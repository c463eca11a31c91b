//! Ruby (interlinear gloss) text: parse `<ruby>base<rt>gloss</rt></ruby>`
//! markup, measure it and draw it onto a [`Canvas`].
//!
//! ```no_run
//! use kurbo::Point;
//! use rubify_text::{DisplayList, MonoMeasurer, Paint, RubyStyle, RubyText};
//!
//! let mut text = RubyText::new(RubyStyle::default(), Paint::new(24.0));
//! text.set_markup("<ruby>漢字<rt>かんじ</rt></ruby>です");
//!
//! let mut canvas = DisplayList::new();
//! let text_box = text.render(Point::ZERO, &MonoMeasurer::new(), &mut canvas);
//! println!("{}x{}", text_box.width, text_box.height);
//! ```

pub mod annotate;
pub mod cache;
pub mod layout;
pub mod markup;
pub mod pen;
pub mod renderer;
pub mod style;

use kurbo::Point;

pub use crate::{
    annotate::{Annotator, GlossTable, annotate_text},
    cache::LayoutCache,
    layout::{
        CacheState, Highlight, LayoutMetrics, RubyAlign, RubyLayout, RubyStyle,
        flow::{LineBox, TextBox},
    },
    markup::{AnnotatedSegment, MarkupParser, ParsedDocument, Segment, normalize},
    renderer::{Canvas, DisplayList, DrawCommand, FontMetrics, MonoMeasurer, TextMeasurer},
    style::{FormattedText, Paint, Rgba, StyleAttribute, StyleSpan},
};

/// A piece of ruby text: owns the parser and layout engine, and with them
/// both caches, for as long as it lives.
#[derive(Debug)]
pub struct RubyText {
    parser: MarkupParser,
    layout: RubyLayout,
    document: ParsedDocument,
}

impl RubyText {
    pub fn new(style: RubyStyle, paint: Paint) -> Self {
        Self {
            parser: MarkupParser::new(),
            layout: RubyLayout::new(style, paint),
            document: ParsedDocument::default(),
        }
    }

    /// Replace the text. The previous document is discarded.
    pub fn set_markup(&mut self, markup: &str) {
        self.document = self.parser.parse(markup);
    }

    pub fn document(&self) -> &ParsedDocument {
        &self.document
    }

    pub fn style(&self) -> &RubyStyle {
        self.layout.style()
    }

    pub fn layout_mut(&mut self) -> &mut RubyLayout {
        &mut self.layout
    }

    pub fn parser_mut(&mut self) -> &mut MarkupParser {
        &mut self.parser
    }

    pub fn measure(&mut self, measurer: &impl TextMeasurer) -> TextBox {
        layout::flow::measure(&self.document, &mut self.layout, measurer)
    }

    /// Draw the current document with its top left corner at `origin`.
    pub fn render(
        &mut self,
        origin: Point,
        measurer: &impl TextMeasurer,
        canvas: &mut impl Canvas,
    ) -> TextBox {
        layout::flow::draw(&self.document, &mut self.layout, origin, measurer, canvas)
    }

    /// Drop every cached parse and measurement.
    pub fn evict_all(&mut self) {
        self.parser.evict_all();
        self.layout.evict_all();
    }
}
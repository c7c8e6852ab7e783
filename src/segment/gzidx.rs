//! `.gz.idx` sidecar: maps logical (uncompressed) offsets to compressed
//! byte ranges so a compressed segment can serve random slice reads
//! without decompressing the whole file (spec §4.1 "Compression").
//!
//! The `.gz` file itself is a concatenation of independent gzip members
//! (RFC 1952 multi-member streams), one per block; each member can be
//! decompressed on its own once its compressed byte range is known, which
//! is exactly what the index records.

use std::io::{Read, Write};
use std::path::Path;

use crate::error::{ArkError, Result};

/// Uncompressed bytes per gzip member. Small enough to keep random reads
/// cheap, large enough to keep compression overhead low.
pub const BLOCK_SIZE: u64 = 1024 * 1024;

#[derive(Debug, Clone, Copy, PartialEq, Eq)]
pub struct Block {
    pub uncompressed_start: u64,
    pub uncompressed_len: u64,
    pub compressed_start: u64,
    pub compressed_len: u64,
}

#[derive(Debug, Clone, Default)]
pub struct GzIndex {
    blocks: Vec<Block>,
}

impl GzIndex {
    pub fn new() -> Self {
        Self::default()
    }

    pub fn push(&mut self, block: Block) {
        self.blocks.push(block);
    }

    pub fn blocks(&self) -> &[Block] {
        &self.blocks
    }

    /// Returns the blocks overlapping the logical `[offset, offset+size)`
    /// range, in order.
    pub fn blocks_covering(&self, offset: u64, size: u64) -> Result<Vec<Block>> {
        let end = offset
            .checked_add(size)
            .ok_or_else(|| ArkError::consistency("offset+size overflow"))?;
        let start_idx = self
            .blocks
            .partition_point(|b| b.uncompressed_start + b.uncompressed_len <= offset);
        let mut out = Vec::new();
        for block in &self.blocks[start_idx..] {
            if block.uncompressed_start >= end {
                break;
            }
            out.push(*block);
        }
        if out.is_empty() {
            return Err(ArkError::consistency(format!(
                "offset {} not covered by any gzip block",
                offset
            )));
        }
        Ok(out)
    }

    pub fn total_uncompressed_len(&self) -> u64 {
        self.blocks
            .last()
            .map(|b| b.uncompressed_start + b.uncompressed_len)
            .unwrap_or(0)
    }

    pub fn write_to<W: Write>(&self, w: &mut W) -> Result<()> {
        w.write_all(b"GZIX")?;
        w.write_all(&1u16.to_be_bytes())?;
        w.write_all(&(self.blocks.len() as u32).to_be_bytes())?;
        for b in &self.blocks {
            w.write_all(&b.uncompressed_start.to_be_bytes())?;
            w.write_all(&b.uncompressed_len.to_be_bytes())?;
            w.write_all(&b.compressed_start.to_be_bytes())?;
            w.write_all(&b.compressed_len.to_be_bytes())?;
        }
        Ok(())
    }

    pub fn read_from<R: Read>(r: &mut R) -> Result<Self> {
        let mut magic = [0u8; 4];
        r.read_exact(&mut magic)?;
        if &magic != b"GZIX" {
            return Err(ArkError::consistency("bad .gz.idx magic"));
        }
        let mut version = [0u8; 2];
        r.read_exact(&mut version)?;
        let mut count_buf = [0u8; 4];
        r.read_exact(&mut count_buf)?;
        let count = u32::from_be_bytes(count_buf);
        let mut blocks = Vec::with_capacity(count as usize);
        for _ in 0..count {
            let mut buf = [0u8; 8];
            let mut next_u64 = || -> Result<u64> {
                r.read_exact(&mut buf)?;
                Ok(u64::from_be_bytes(buf))
            };
            blocks.push(Block {
                uncompressed_start: next_u64()?,
                uncompressed_len: next_u64()?,
                compressed_start: next_u64()?,
                compressed_len: next_u64()?,
            });
        }
        Ok(Self { blocks })
    }

    pub fn load(path: &Path) -> Result<Self> {
        let mut file = std::fs::File::open(path)?;
        Self::read_from(&mut file)
    }

    pub fn save(&self, path: &Path) -> Result<()> {
        let mut file = std::fs::File::create(path)?;
        self.write_to(&mut file)
    }
}
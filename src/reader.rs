//! Reader: translates filters into index queries and resolves the results
//! to message bytes (spec §4.4).

use std::io::Write;
use std::path::PathBuf;

use crate::archive::Archives;
use crate::config::DatasetConfig;
use crate::error::Result;
use crate::index::{Filter, Index, Row};
use crate::metadata::{Format, Message, Metadata};
use crate::postprocess;
use crate::scanner::ScannerRegistry;
use crate::segment;

/// Controls how [`Reader::query_bytes`] emits the resolved byte stream
/// (spec §4.4 `query_bytes` `mode`).
pub enum ByteMode<'a> {
    /// Each message is prefixed by its metadata envelope, then streamed raw.
    Inline,
    /// The concatenated stream is piped through an external postprocessor.
    Postprocess {
        program: &'a str,
        args: &'a [String],
    },
    /// Only a one-line report is produced (no data bytes).
    ReportMd,
    ReportSummary,
}

/// Instructs [`Reader::query_data`]/[`Reader::query_bytes`] whether to
/// continue streaming or stop after the current item (spec §5
/// "Cancellation/timeouts": "cancellable at the message-emission
/// boundary").
#[derive(Debug, Clone, Copy, PartialEq, Eq)]
pub enum Flow {
    Continue,
    Stop,
}

/// One resolved message, as handed to a [`Reader::query_data`] callback.
pub struct Resolved {
    pub row: Row,
    pub metadata: Metadata,
    pub data: Vec<u8>,
}

/// Read-only access to one dataset: the live area plus its [`Archives`]
/// (spec §4.4, §4.6 "queried transparently beneath the live index").
pub struct Reader {
    root: PathBuf,
    config: DatasetConfig,
    index: Index,
    archives: Archives,
}

impl Reader {
    pub fn open(root: PathBuf, config: DatasetConfig) -> Result<Self> {
        config.validate()?;
        let index = Index::open(&root, config.index_type)?;
        let archives = Archives::open_with(root.clone(), config.segments, config.index_type)?;
        Ok(Self {
            root,
            config,
            index,
            archives,
        })
    }

    fn resolve(&self, row: &Row) -> Result<Vec<u8>> {
        let segment = segment::open(&self.root, &row.segment_relpath, self.config.segments)?;
        segment.read(row.offset, row.size)
    }

    /// Streams messages matching `filter` through `callback`, live rows
    /// first then archived ones, stopping early if the callback returns
    /// [`Flow::Stop`] (spec §4.4 `query_data`).
    pub fn query_data(
        &self,
        filter: &Filter,
        mut callback: impl FnMut(Resolved) -> Result<Flow>,
    ) -> Result<()> {
        for row in self.index.query(filter)? {
            let data = self.resolve(&row)?;
            let metadata = self.row_metadata(&row);
            if callback(Resolved {
                row,
                metadata,
                data,
            })? == Flow::Stop
            {
                return Ok(());
            }
        }
        for row in self.archives.query(filter)? {
            let data = self.archives.resolve(&row)?;
            let metadata = self.row_metadata(&row);
            if callback(Resolved {
                row,
                metadata,
                data,
            })? == Flow::Stop
            {
                return Ok(());
            }
        }
        Ok(())
    }

    /// `attributes` only carry the dataset's `index`-configured subset
    /// (spec §3 "Index row"); the fingerprint items are folded in too so
    /// a caller sees the full decoded identity of the row.
    fn row_metadata(&self, row: &Row) -> Metadata {
        let mut md = Metadata::new();
        for item in row.fingerprint.items() {
            md.set(item.clone());
        }
        for item in row.attributes.iter() {
            md.set(item.clone());
        }
        md
    }

    /// Streams raw bytes to `sink` (spec §4.4 `query_bytes`). `Inline`
    /// prefixes each message with its metadata envelope; `Postprocess`
    /// pipes the concatenated stream through an external program (spec §9
    /// "Postprocessor streams": failure is reported only after whatever
    /// bytes were already emitted).
    pub fn query_bytes(
        &self,
        filter: &Filter,
        sink: &mut dyn Write,
        mode: ByteMode<'_>,
    ) -> Result<()> {
        match mode {
            ByteMode::Inline => {
                self.query_data(filter, |resolved| {
                    let items: Vec<crate::value::Value> = resolved.metadata.iter().cloned().collect();
                    crate::envelope::write_envelope(
                        sink,
                        crate::envelope::METADATA_SIGNATURE,
                        &crate::envelope::encode_value_list(&items),
                    )?;
                    sink.write_all(&resolved.data)?;
                    Ok(Flow::Continue)
                })
            }
            ByteMode::Postprocess { program, args } => {
                let mut pipe = postprocess::Pipe::spawn(program, args, &self.config.postprocess)?;
                let feed_result = self.query_data(filter, |resolved| {
                    pipe.send(&resolved.data)?;
                    pipe.drain_ready(sink)?;
                    Ok(Flow::Continue)
                });
                feed_result?;
                pipe.finish(sink)
            }
            ByteMode::ReportMd | ByteMode::ReportSummary => {
                let summary = self.query_summary(filter)?;
                writeln!(
                    sink,
                    "{}: {} messages, {} bytes",
                    self.config.name,
                    summary.total_count(),
                    summary.total_size()
                )?;
                Ok(())
            }
        }
    }

    /// Populates a combined summary from the live index and the archive
    /// layer (spec §4.4 `query_summary`). An unfiltered (match-all) query
    /// against the live index is itself cached at `.summaries/all.summary`
    /// (spec §6 "Summary cache files"), invalidated by every writer and
    /// maintenance operation that mutates index rows.
    pub fn query_summary(&self, filter: &Filter) -> Result<crate::summary::Summary> {
        let use_cache =
            filter.reftime_min.is_none() && filter.reftime_max.is_none() && filter.predicates.is_empty();
        let cache_path = crate::summary::live_cache_path(&self.root);
        let mut summary = if use_cache && cache_path.exists() {
            crate::summary::Summary::load(&cache_path)?
        } else {
            let fresh = self.index.query_summary(filter)?;
            if use_cache {
                fresh.save(&cache_path)?;
            }
            fresh
        };
        summary.merge_from(&self.archives.query_summary(filter)?);
        Ok(summary)
    }

    /// Emits the nth message (0-based) of every live segment, used for
    /// sampling/diagnostics (spec §4.4 `produce_nth`).
    pub fn produce_nth(&self, n: usize, mut callback: impl FnMut(Resolved) -> Result<()>) -> Result<()> {
        for (relpath, rows) in self.index.scan_files()? {
            let mut sorted = rows;
            sorted.sort_by_key(|r| r.offset);
            if let Some(row) = sorted.into_iter().nth(n) {
                let _ = &relpath;
                let data = self.resolve(&row)?;
                let metadata = self.row_metadata(&row);
                callback(Resolved {
                    row,
                    metadata,
                    data,
                })?;
            }
        }
        Ok(())
    }

    /// Diagnostic: for each segment, re-runs the format-specific validator
    /// on the nth message and tests it against `filter`; emits only the
    /// ones that fail validation or don't match, for operator review (spec
    /// §4.4 `scan_test`).
    pub fn scan_test(
        &self,
        n: usize,
        registry: &ScannerRegistry,
        format: Format,
        filter: &Filter,
        mut callback: impl FnMut(&Row, bool) -> Result<()>,
    ) -> Result<()> {
        for (_relpath, rows) in self.index.scan_files()? {
            let mut sorted = rows;
            sorted.sort_by_key(|r| r.offset);
            if let Some(row) = sorted.into_iter().nth(n) {
                let data = self.resolve(&row)?;
                let valid = registry.get(format).validate(&data).is_ok();
                let matches = filter.matches(&row);
                if !valid || !matches {
                    callback(&row, valid)?;
                }
            }
        }
        Ok(())
    }

    pub fn index(&self) -> &Index {
        &self.index
    }

    pub fn archives(&self) -> &Archives {
        &self.archives
    }

    pub fn config(&self) -> &DatasetConfig {
        &self.config
    }
}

┄┄┄┄┄┄┄┄┄┄

▶ [ACTIVITY]
Extract each line from the listing that holds the word "program".

▶ [RESPONSE TO THE EXERCISE]
        program: &'a str,
    /// pipes the concatenated stream through an external program (spec §9
            ByteMode::Postprocess { program, args } => {
                let mut pipe = postprocess::Pipe::spawn(program, args, &self.config.postprocess)?;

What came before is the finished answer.